- [Assigned task] Repeat each line of the data exactly as written.

- [Task material]

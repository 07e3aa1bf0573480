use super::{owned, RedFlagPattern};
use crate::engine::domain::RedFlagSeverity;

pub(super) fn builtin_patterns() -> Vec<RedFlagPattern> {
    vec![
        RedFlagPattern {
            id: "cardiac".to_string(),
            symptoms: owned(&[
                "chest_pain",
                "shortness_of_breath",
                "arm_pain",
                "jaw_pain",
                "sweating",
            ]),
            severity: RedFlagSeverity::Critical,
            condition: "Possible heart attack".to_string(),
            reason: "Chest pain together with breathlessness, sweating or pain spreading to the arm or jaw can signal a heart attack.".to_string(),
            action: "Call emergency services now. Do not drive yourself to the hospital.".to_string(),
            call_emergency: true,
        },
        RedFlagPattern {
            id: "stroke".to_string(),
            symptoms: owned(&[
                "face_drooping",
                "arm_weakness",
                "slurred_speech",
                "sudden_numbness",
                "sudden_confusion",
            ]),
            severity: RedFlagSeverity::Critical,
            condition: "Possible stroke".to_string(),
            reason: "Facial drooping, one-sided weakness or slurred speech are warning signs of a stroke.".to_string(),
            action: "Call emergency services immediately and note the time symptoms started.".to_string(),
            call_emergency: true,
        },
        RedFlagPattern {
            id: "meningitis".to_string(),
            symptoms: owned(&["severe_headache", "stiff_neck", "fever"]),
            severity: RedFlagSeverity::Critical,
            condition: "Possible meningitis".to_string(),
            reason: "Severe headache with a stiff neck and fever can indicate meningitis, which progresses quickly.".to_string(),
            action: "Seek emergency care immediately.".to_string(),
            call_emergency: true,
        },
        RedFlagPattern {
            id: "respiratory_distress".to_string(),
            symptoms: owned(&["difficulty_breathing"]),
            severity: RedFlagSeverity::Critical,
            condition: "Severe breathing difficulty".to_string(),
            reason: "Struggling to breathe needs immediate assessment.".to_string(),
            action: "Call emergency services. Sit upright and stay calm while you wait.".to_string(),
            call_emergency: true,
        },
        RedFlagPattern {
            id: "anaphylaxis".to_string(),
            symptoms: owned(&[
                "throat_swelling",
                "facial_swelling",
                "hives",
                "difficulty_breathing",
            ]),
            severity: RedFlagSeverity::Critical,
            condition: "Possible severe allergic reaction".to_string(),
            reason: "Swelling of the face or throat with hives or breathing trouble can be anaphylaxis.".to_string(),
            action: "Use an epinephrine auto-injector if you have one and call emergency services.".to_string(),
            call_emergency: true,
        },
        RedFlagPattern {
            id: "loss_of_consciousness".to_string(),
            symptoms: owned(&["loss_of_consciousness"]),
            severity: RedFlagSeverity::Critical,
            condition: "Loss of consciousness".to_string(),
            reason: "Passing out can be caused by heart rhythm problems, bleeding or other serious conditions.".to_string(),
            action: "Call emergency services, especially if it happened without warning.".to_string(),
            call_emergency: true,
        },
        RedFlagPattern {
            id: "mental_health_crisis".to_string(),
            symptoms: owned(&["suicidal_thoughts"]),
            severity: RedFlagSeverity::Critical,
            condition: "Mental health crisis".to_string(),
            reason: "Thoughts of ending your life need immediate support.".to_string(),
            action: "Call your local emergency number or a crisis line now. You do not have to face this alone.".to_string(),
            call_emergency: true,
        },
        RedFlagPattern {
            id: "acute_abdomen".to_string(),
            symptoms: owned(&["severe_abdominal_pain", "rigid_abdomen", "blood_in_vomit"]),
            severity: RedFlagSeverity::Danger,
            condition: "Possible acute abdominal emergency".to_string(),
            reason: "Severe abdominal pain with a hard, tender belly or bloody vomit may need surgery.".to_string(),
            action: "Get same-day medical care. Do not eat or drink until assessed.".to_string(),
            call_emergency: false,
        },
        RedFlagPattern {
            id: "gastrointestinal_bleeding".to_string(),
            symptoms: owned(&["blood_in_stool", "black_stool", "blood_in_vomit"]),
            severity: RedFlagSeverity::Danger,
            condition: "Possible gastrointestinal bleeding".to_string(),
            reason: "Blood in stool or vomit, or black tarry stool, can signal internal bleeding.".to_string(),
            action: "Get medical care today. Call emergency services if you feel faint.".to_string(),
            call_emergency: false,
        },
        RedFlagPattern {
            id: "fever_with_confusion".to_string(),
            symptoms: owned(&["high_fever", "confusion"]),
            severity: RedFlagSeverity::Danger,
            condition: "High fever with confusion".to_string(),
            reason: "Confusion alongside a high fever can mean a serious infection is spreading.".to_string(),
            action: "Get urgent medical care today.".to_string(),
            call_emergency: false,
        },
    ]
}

- [Expected answer]
repository 07e3aa1bf0573480
use super::{owned, RedFlagPattern};
use crate::engine::domain::RedFlagSeverity;

pub(super) fn builtin_patterns() -> Vec<RedFlagPattern> {
    vec![
        RedFlagPattern {
            id: "cardiac".to_string(),
            symptoms: owned(&[
                "chest_pain",
                "shortness_of_breath",
                "arm_pain",
                "jaw_pain",
                "sweating",
            ]),
            severity: RedFlagSeverity::Critical,
            condition: "Possible heart attack".to_string(),
            reason: "Chest pain together with breathlessness, sweating or pain spreading to the arm or jaw can signal a heart attack.".to_string(),
            action: "Call emergency services now. Do not drive yourself to the hospital.".to_string(),
            call_emergency: true,
        },
        RedFlagPattern {
            id: "stroke".to_string(),
            symptoms: owned(&[
                "face_drooping",
                "arm_weakness",
                "slurred_speech",
                "sudden_numbness",
                "sudden_confusion",
            ]),
            severity: RedFlagSeverity::Critical,
            condition: "Possible stroke".to_string(),
            reason: "Facial drooping, one-sided weakness or slurred speech are warning signs of a stroke.".to_string(),
            action: "Call emergency services immediately and note the time symptoms started.".to_string(),
            call_emergency: true,
        },
        RedFlagPattern {
            id: "meningitis".to_string(),
            symptoms: owned(&["severe_headache", "stiff_neck", "fever"]),
            severity: RedFlagSeverity::Critical,
            condition: "Possible meningitis".to_string(),
            reason: "Severe headache with a stiff neck and fever can indicate meningitis, which progresses quickly.".to_string(),
            action: "Seek emergency care immediately.".to_string(),
            call_emergency: true,
        },
        RedFlagPattern {
            id: "respiratory_distress".to_string(),
            symptoms: owned(&["difficulty_breathing"]),
            severity: RedFlagSeverity::Critical,
            condition: "Severe breathing difficulty".to_string(),
            reason: "Struggling to breathe needs immediate assessment.".to_string(),
            action: "Call emergency services. Sit upright and stay calm while you wait.".to_string(),
            call_emergency: true,
        },
        RedFlagPattern {
            id: "anaphylaxis".to_string(),
            symptoms: owned(&[
                "throat_swelling",
                "facial_swelling",
                "hives",
                "difficulty_breathing",
            ]),
            severity: RedFlagSeverity::Critical,
            condition: "Possible severe allergic reaction".to_string(),
            reason: "Swelling of the face or throat with hives or breathing trouble can be anaphylaxis.".to_string(),
            action: "Use an epinephrine auto-injector if you have one and call emergency services.".to_string(),
            call_emergency: true,
        },
        RedFlagPattern {
            id: "loss_of_consciousness".to_string(),
            symptoms: owned(&["loss_of_consciousness"]),
            severity: RedFlagSeverity::Critical,
            condition: "Loss of consciousness".to_string(),
            reason: "Passing out can be caused by heart rhythm problems, bleeding or other serious conditions.".to_string(),
            action: "Call emergency services, especially if it happened without warning.".to_string(),
            call_emergency: true,
        },
        RedFlagPattern {
            id: "mental_health_crisis".to_string(),
            symptoms: owned(&["suicidal_thoughts"]),
            severity: RedFlagSeverity::Critical,
            condition: "Mental health crisis".to_string(),
            reason: "Thoughts of ending your life need immediate support.".to_string(),
            action: "Call your local emergency number or a crisis line now. You do not have to face this alone.".to_string(),
            call_emergency: true,
        },
        RedFlagPattern {
            id: "acute_abdomen".to_string(),
            symptoms: owned(&["severe_abdominal_pain", "rigid_abdomen", "blood_in_vomit"]),
            severity: RedFlagSeverity::Danger,
            condition: "Possible acute abdominal emergency".to_string(),
            reason: "Severe abdominal pain with a hard, tender belly or bloody vomit may need surgery.".to_string(),
            action: "Get same-day medical care. Do not eat or drink until assessed.".to_string(),
            call_emergency: false,
        },
        RedFlagPattern {
            id: "gastrointestinal_bleeding".to_string(),
            symptoms: owned(&["blood_in_stool", "black_stool", "blood_in_vomit"]),
            severity: RedFlagSeverity::Danger,
            condition: "Possible gastrointestinal bleeding".to_string(),
            reason: "Blood in stool or vomit, or black tarry stool, can signal internal bleeding.".to_string(),
            action: "Get medical care today. Call emergency services if you feel faint.".to_string(),
            call_emergency: false,
        },
        RedFlagPattern {
            id: "fever_with_confusion".to_string(),
            symptoms: owned(&["high_fever", "confusion"]),
            severity: RedFlagSeverity::Danger,
            condition: "High fever with confusion".to_string(),
            reason: "Confusion alongside a high fever can mean a serious infection is spreading.".to_string(),
            action: "Get urgent medical care today.".to_string(),
            call_emergency: false,
        },
    ]
}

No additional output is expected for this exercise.